In the records below, find each line with "Json" and copy it.
********************
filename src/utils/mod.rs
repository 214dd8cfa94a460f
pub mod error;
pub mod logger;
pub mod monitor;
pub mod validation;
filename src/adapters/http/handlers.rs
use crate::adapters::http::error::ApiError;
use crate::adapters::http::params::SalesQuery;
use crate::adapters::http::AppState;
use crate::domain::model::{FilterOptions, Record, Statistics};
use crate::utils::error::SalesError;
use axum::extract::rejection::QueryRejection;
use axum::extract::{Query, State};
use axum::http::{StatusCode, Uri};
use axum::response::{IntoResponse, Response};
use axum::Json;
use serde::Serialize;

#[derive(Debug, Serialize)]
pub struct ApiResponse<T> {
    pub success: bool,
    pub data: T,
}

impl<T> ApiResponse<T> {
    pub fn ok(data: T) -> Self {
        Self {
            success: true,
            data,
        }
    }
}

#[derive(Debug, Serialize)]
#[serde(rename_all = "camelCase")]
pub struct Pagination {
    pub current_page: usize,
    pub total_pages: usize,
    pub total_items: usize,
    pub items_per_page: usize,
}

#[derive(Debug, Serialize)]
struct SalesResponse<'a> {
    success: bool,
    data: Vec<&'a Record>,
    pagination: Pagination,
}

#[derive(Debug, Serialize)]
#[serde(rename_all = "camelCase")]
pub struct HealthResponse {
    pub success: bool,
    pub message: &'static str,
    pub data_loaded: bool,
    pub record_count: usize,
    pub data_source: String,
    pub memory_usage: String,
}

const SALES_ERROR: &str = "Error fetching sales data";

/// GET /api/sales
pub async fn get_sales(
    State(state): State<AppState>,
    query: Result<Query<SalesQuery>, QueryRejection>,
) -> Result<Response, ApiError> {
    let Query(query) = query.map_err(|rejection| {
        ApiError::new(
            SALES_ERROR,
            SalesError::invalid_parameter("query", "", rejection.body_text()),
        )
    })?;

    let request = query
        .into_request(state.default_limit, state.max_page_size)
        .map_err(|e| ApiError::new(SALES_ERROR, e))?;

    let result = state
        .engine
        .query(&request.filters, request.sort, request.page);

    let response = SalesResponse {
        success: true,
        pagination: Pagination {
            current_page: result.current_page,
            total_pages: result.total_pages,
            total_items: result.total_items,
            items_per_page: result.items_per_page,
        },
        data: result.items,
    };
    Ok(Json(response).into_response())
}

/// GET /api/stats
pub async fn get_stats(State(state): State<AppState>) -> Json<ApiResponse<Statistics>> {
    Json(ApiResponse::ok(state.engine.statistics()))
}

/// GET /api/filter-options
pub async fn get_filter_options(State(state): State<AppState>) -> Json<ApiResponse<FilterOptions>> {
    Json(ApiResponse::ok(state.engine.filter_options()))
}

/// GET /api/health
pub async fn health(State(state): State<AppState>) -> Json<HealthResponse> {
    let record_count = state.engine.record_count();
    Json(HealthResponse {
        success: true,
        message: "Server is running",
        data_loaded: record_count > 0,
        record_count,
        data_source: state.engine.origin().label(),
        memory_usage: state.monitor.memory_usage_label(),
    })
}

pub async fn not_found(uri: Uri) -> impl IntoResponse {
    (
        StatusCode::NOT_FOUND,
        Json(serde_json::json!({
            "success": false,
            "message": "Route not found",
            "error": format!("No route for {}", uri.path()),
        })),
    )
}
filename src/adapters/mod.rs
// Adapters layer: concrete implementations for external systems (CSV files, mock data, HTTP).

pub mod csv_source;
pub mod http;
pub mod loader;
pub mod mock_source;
********************
ANSWER BOX
use axum::Json;
    Ok(Json(response).into_response())
pub async fn get_stats(State(state): State<AppState>) -> Json<ApiResponse<Statistics>> {
    Json(ApiResponse::ok(state.engine.statistics()))
pub async fn get_filter_options(State(state): State<AppState>) -> Json<ApiResponse<FilterOptions>> {
    Json(ApiResponse::ok(state.engine.filter_options()))
pub async fn health(State(state): State<AppState>) -> Json<HealthResponse> {
    Json(HealthResponse {
        Json(serde_json::json!({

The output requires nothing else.